# Task
Take from the material every line containing the string "issues" and copy it.

# Data records
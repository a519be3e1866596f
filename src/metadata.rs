//! SDK and engine identification attached to every request
//!
//! Xsolla uses these values for server-side analytics and compatibility
//! handling. They are sent both as headers and as query parameters.

use reqwest::RequestBuilder;

/// SDK name reported to Xsolla
pub const SDK_NAME: &str = "store";

/// SDK version reported to Xsolla
pub const SDK_VERSION: &str = env!("CARGO_PKG_VERSION");

#[derive(Debug, Clone, PartialEq, Eq)]
pub struct RequestMetadata {
    pub engine: String,
    pub engine_version: String,
    pub sdk: String,
    pub sdk_version: String,
}

impl RequestMetadata {
    /// Metadata for the given host engine, with this crate as the SDK
    pub fn new(engine: impl Into<String>, engine_version: impl Into<String>) -> Self {
        Self {
            engine: engine.into(),
            engine_version: engine_version.into(),
            sdk: SDK_NAME.to_string(),
            sdk_version: SDK_VERSION.to_string(),
        }
    }

    pub fn pairs(&self) -> [(&'static str, &str); 4] {
        [
            ("engine", self.engine.as_str()),
            ("engine_v", self.engine_version.as_str()),
            ("sdk", self.sdk.as_str()),
            ("sdk_v", self.sdk_version.as_str()),
        ]
    }

    /// Stamp the metadata onto a request as headers and query parameters
    pub fn apply(&self, request: RequestBuilder) -> RequestBuilder {
        let pairs = self.pairs();
        let request = pairs
            .iter()
            .fold(request, |request, (name, value)| request.header(*name, *value));
        request.query(&pairs)
    }
}

impl Default for RequestMetadata {
    fn default() -> Self {
        Self::new("rust", "")
    }
}
impl StoreSettings {
    pub fn schema() -> &'static [SettingSpec] {
        &[
            SettingSpec {
                key: "store.project_id",
                kind: "numeric string",
                description: "Project ID from your Publisher Account",
            },
            SettingSpec {
                key: "store.enable_sandbox",
                kind: "bool",
                description: "Use sandbox payments in non-shipping builds",
            },
            SettingSpec {
                key: "store.enable_sandbox_in_shipping_build",
                kind: "bool",
                description: "Also use sandbox payments in shipping builds",
            },
            SettingSpec {
                key: "store.payment_interface_theme",
                kind: "default | default_dark | dark",
                description: "Payment UI theme",
            },
            SettingSpec {
                key: "store.use_platform_browser",
                kind: "bool",
                description: "Open the payment UI in the system browser",
            },
            SettingSpec {
                key: "store.build_for_steam",
                kind: "bool",
                description: "Build targets Steam",
            },
            SettingSpec {
                key: "store.use_cross_platform_account_linking",
                kind: "bool",
                description: "Cross-platform account linking on the store side",
            },
            SettingSpec {
                key: "store.demo_project_id",
                kind: "numeric string",
                description: "Used when project_id is empty",
            },
        ]
    }

    pub fn effective_project_id(&self) -> &str {
        non_empty_or(&self.project_id, &self.demo_project_id)
    }

    /// Whether payments use the sandbox for the given build kind
    pub fn is_sandbox(&self, shipping: bool) -> bool {
        if shipping {
            self.enable_sandbox && self.enable_sandbox_in_shipping_build
        } else {
            self.enable_sandbox
        }
    }

    pub fn validate(&self) -> Vec<SettingsIssue> {
        let mut issues = Vec::new();

        let project_id = self.effective_project_id();
        if project_id.is_empty() {
            issues.push(SettingsIssue::new("store.project_id", "is required"));
        } else if !project_id.chars().all(|c| c.is_ascii_digit()) {
            issues.push(SettingsIssue::new(
                "store.project_id",
                format!("'{}' must be numeric", project_id),
            ));
        }

        issues
    }
}

fn non_empty_or<'a>(value: &'a str, fallback: &'a str) -> &'a str {
    if value.is_empty() {
        fallback
    } else {
        value
    }
}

# Response to the task
        let mut issues = Vec::new();
            issues.push(SettingsIssue::new("store.project_id", "is required"));
            issues.push(SettingsIssue::new(
        issues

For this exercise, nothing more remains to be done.